← Product Code [HSN](/submissions/OR/subpart-d%E2%80%94prosthetic-devices/HSN) · K201507
# Cadence Total Ankle System (K201507)
_Integra LifeSciences Corporation · HSN · Jun 29, 2020 · Orthopedic · SESE_
**Canonical URL:** https://fda.innolitics.com/submissions/OR/subpart-d%E2%80%94prosthetic-devices/HSN/K201507
## Device Facts
- **Applicant:** Integra LifeSciences Corporation
- **Product Code:** [HSN](/submissions/OR/subpart-d%E2%80%94prosthetic-devices/HSN.md)

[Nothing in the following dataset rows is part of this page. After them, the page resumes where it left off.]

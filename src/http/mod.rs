//! HTTP client layer: `Client` with options merging and retry policies.

pub mod client;
pub mod options;
pub mod params;
pub mod retry;

pub use client::{Client, ClientBuilder};
pub use options::{ClientOptions, RequestTimeout};
pub use params::{ParamValue, SearchParams};
pub use retry::{RetryConfig, RetryPolicy};
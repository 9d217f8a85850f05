//! Wire types for domain requests.

use serde::Serialize;

/// Body of `POST /domains` and `DELETE /domains`.
#[derive(Debug, Clone, Serialize)]
pub struct DomainsRequest<'a> {
    pub domains: Vec<&'a str>,
}

impl<'a> DomainsRequest<'a> {
    pub fn new<S: AsRef<str>>(domains: &'a [S]) -> Self {
        Self {
            domains: domains.iter().map(AsRef::as_ref).collect(),
        }
    }
}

- **Decision Date:** Jun 29, 2020
- **Decision:** SESE
- **Submission Type:** Special
- **Regulation:** 21 CFR 888.3110
- **Device Class:** Class 2
- **Review Panel:** Orthopedic
- **Attributes:** Therapeutic
## Intended Use
The Cadence Total Ankle System is designed to treat ankle arthritis through replacement of the ankle joint with a prosthesis, thereby reducing pain, restoring alignment, and allowing for movement at the replaced joint. The Cadence Total Ankle System is indicated for use to treat: - Systemic arthritis of the ankle (e.g. rheumatoid arthritis, hemochromatosis) - Primary arthritis (e.g. degenerative disease) - Secondary arthritis (e.g. post-traumatic, avascular necrosis, if minimally 2/3 of the talus is preserved) Cadence Total Ankle System is also indicated for revision surgeries following failed total ankle replacement and non-union/mal-union of ankle arthrodesis. Provided sufficient bone stock is present. Note - In the United States, this device is intended for cemented use only. Note - Outside the United States, this device is intended for cemented or cementless use.
## Device Story
Cadence Total Ankle System is a semi-constrained, cemented ankle prosthesis; replaces ankle joint to reduce pain and restore motion. Components include tibial tray, talar dome, and insert. Insert fixes to tibial tray intra-operatively; acts as bearing surface against talar dome to enable flexion/extension. Used by orthopedic surgeons in clinical/surgical settings. System includes specialized instrumentation for implantation. Modification introduces flat-cut talar dome design option and associated instrumentation. Device provides mechanical joint replacement; benefits include pain relief and restored joint function.
## Clinical Evidence
No clinical data. Substantial equivalence demonstrated via bench testing, including constraint, bone stability, range of motion, fatigue strength, contact area/pressure distribution, and wear analysis.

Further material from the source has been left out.